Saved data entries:
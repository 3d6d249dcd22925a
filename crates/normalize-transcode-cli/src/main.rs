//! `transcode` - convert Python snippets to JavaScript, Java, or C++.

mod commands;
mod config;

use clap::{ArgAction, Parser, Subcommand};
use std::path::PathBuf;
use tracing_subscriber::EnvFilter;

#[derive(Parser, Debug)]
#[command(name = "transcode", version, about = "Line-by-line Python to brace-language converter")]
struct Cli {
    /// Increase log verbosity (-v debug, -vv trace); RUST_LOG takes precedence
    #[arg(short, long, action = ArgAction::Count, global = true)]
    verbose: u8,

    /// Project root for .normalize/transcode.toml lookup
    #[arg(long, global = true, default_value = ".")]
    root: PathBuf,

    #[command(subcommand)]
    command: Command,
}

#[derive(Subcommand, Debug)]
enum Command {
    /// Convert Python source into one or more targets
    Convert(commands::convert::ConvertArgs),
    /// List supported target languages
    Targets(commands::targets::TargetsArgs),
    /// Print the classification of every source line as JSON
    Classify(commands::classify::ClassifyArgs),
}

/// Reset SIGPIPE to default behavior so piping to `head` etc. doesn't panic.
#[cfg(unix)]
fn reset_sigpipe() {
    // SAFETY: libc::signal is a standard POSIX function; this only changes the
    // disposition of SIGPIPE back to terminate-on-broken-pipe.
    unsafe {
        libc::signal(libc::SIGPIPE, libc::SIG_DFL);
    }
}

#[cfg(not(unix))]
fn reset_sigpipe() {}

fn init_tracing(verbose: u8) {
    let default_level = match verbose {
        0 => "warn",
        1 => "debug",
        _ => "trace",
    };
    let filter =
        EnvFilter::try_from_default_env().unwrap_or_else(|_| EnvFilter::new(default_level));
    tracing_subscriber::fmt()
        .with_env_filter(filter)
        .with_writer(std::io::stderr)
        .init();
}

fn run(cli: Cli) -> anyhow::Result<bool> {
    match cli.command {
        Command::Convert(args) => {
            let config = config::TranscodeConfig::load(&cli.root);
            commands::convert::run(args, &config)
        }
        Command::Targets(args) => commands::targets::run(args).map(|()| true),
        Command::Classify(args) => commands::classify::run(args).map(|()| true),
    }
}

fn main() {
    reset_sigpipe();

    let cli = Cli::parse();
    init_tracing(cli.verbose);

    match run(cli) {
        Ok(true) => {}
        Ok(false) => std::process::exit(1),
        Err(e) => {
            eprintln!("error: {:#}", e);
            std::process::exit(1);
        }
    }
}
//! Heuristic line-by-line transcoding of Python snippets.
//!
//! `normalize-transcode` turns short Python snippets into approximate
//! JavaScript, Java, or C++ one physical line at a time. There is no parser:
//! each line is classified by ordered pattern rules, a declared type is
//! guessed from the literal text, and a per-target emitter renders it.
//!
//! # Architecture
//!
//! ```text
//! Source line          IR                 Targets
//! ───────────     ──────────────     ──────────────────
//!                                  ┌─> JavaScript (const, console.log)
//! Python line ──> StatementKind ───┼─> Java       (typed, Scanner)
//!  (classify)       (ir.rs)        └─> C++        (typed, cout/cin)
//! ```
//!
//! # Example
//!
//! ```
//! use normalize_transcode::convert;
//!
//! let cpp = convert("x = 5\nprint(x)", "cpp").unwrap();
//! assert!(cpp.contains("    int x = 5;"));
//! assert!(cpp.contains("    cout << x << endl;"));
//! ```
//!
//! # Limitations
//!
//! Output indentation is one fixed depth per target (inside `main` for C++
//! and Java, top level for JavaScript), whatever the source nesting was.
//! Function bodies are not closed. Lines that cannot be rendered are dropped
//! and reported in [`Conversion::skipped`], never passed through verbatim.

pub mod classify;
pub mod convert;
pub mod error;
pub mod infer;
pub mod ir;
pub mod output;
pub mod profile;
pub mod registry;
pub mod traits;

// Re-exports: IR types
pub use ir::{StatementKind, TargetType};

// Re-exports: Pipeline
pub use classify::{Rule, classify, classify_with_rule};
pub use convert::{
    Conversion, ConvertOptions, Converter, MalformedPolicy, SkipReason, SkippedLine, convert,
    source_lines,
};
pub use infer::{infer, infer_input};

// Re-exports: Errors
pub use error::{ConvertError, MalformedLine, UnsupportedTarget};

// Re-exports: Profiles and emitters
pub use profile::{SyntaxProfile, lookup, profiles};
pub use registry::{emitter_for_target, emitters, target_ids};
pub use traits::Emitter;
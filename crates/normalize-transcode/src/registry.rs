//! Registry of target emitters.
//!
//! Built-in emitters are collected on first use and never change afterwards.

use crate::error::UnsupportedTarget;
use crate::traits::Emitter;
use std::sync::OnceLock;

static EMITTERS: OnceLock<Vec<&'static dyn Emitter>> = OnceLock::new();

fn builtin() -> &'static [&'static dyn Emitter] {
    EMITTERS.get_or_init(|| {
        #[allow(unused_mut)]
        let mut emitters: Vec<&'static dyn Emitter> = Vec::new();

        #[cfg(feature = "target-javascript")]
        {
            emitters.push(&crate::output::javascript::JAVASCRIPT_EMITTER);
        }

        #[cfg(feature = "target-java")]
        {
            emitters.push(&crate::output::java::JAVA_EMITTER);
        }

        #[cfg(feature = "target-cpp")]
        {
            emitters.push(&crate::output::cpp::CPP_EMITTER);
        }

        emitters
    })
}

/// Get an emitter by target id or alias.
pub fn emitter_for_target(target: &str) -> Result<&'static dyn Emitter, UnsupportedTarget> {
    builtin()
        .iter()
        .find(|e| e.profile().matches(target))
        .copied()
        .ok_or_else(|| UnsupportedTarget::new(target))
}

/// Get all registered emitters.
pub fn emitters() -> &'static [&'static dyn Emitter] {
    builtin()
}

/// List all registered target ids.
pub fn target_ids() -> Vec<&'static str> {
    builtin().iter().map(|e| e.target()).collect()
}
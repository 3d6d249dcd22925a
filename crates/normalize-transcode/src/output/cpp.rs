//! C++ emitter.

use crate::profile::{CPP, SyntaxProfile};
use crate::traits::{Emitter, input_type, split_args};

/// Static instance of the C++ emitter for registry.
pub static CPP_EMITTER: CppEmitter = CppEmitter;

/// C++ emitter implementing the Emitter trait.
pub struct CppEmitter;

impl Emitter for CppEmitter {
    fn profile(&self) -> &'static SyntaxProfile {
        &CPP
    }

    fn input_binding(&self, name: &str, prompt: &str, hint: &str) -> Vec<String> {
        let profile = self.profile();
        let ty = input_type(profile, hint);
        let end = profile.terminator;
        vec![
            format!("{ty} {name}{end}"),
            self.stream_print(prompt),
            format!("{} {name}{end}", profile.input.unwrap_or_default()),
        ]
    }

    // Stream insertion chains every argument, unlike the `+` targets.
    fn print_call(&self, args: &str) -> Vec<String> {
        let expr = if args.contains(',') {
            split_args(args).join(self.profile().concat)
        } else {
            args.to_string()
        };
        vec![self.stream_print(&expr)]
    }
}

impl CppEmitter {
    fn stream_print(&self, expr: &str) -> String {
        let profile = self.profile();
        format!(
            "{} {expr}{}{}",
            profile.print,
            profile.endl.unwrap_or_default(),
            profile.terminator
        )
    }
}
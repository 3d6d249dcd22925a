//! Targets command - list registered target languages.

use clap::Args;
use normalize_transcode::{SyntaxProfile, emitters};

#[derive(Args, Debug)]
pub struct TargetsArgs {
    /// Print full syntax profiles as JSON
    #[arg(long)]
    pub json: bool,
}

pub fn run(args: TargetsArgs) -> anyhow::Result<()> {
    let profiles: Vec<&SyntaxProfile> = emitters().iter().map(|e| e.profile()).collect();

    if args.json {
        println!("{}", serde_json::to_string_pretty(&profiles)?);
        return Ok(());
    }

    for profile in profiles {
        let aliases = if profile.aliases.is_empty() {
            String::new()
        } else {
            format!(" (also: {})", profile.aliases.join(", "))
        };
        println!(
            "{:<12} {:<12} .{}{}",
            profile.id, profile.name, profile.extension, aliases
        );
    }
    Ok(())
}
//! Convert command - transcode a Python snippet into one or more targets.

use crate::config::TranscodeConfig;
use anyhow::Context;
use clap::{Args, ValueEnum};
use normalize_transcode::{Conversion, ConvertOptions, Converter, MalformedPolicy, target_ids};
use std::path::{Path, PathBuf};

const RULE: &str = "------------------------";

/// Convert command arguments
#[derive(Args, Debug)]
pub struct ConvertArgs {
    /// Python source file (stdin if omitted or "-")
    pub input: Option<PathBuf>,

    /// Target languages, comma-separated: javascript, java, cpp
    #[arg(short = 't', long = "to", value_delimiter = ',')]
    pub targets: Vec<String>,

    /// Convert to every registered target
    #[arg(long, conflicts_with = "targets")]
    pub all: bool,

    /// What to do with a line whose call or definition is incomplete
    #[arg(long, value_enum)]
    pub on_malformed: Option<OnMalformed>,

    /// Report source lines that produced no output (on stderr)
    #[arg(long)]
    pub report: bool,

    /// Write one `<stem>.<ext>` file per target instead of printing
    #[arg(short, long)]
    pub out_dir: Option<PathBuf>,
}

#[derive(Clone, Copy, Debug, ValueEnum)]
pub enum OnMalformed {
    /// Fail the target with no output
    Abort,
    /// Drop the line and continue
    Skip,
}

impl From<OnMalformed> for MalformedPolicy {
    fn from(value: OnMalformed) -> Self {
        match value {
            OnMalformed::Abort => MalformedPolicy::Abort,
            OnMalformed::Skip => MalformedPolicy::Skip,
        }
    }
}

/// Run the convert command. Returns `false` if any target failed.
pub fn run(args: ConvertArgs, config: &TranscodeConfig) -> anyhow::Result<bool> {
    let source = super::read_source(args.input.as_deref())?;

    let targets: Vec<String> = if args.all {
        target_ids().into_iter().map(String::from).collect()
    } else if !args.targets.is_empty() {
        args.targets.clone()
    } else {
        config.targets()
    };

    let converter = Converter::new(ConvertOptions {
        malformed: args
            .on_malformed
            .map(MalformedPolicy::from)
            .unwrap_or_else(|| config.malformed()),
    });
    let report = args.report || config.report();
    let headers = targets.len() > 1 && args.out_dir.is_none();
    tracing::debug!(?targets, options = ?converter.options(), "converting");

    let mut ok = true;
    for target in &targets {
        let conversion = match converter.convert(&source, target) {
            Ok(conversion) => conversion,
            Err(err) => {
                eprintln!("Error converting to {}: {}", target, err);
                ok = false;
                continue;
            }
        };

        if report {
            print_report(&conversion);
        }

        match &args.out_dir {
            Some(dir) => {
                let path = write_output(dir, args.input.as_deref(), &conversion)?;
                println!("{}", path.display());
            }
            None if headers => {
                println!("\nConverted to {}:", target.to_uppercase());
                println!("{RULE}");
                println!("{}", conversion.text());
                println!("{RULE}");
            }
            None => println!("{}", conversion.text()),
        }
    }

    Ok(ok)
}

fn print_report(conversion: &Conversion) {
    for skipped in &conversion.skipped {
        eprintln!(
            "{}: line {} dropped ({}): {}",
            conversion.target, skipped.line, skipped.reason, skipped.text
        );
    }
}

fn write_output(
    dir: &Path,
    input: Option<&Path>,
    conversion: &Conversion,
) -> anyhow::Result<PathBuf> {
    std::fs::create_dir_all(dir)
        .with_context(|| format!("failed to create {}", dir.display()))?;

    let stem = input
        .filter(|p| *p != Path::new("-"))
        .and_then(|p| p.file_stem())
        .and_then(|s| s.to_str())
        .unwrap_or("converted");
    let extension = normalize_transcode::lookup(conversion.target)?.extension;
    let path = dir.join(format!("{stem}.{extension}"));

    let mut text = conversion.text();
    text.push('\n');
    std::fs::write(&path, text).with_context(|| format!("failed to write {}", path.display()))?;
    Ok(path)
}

◆ Problem to solve ◆
Taking the line with "definition is incomplete" as the first and the line with "#[derive(Clone, Copy, Debug, ValueEnum)]" as the last, retype that stretch of the data above exactly, with no other lines.

◆ Exercise output ◆
    /// What to do with a line whose call or definition is incomplete
    #[arg(long, value_enum)]
    pub on_malformed: Option<OnMalformed>,

    /// Report source lines that produced no output (on stderr)
    #[arg(long)]
    pub report: bool,

    /// Write one `<stem>.<ext>` file per target instead of printing
    #[arg(short, long)]
    pub out_dir: Option<PathBuf>,
}

#[derive(Clone, Copy, Debug, ValueEnum)]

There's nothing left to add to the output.